%%
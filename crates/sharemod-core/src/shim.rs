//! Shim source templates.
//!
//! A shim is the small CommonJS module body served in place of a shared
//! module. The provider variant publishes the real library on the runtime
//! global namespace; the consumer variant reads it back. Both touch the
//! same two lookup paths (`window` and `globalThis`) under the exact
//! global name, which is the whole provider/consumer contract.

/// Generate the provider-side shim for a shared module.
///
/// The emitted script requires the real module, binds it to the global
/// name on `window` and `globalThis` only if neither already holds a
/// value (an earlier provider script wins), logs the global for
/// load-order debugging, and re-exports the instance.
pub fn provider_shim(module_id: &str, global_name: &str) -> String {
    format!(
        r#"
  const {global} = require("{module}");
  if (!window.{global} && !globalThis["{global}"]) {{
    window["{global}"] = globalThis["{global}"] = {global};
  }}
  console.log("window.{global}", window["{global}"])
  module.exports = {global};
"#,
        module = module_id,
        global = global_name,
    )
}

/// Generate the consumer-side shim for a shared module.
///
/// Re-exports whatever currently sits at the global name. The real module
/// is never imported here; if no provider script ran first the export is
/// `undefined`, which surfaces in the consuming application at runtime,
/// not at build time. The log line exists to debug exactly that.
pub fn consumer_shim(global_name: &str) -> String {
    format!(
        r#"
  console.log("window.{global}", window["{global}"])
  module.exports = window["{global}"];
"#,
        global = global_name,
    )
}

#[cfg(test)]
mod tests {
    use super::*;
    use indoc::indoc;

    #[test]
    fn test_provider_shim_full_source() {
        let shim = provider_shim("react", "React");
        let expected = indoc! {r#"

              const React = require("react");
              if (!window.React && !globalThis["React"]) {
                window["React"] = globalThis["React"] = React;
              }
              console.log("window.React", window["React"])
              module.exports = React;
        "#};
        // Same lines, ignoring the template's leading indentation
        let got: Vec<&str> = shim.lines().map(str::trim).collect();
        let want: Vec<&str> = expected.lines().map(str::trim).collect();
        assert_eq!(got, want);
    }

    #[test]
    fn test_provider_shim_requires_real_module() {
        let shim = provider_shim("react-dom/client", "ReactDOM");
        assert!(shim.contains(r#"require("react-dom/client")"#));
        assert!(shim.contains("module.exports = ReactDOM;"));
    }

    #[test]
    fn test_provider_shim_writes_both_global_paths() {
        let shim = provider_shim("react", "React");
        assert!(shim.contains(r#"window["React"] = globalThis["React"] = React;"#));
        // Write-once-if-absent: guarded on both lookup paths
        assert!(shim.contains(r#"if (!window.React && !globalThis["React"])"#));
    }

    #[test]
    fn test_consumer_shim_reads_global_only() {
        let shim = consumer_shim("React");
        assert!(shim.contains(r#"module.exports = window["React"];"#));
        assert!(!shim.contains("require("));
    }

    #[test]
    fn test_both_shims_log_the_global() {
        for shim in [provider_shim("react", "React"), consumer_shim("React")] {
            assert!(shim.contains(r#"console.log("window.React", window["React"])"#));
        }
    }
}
%%
** What needs to be done **
Pull every line that holds the string "console" out of the records.

** Expected output **
  console.log("window.{global}", window["{global}"])
  console.log("window.{global}", window["{global}"])
              console.log("window.React", window["React"])
            assert!(shim.contains(r#"console.log("window.React", window["React"])"#));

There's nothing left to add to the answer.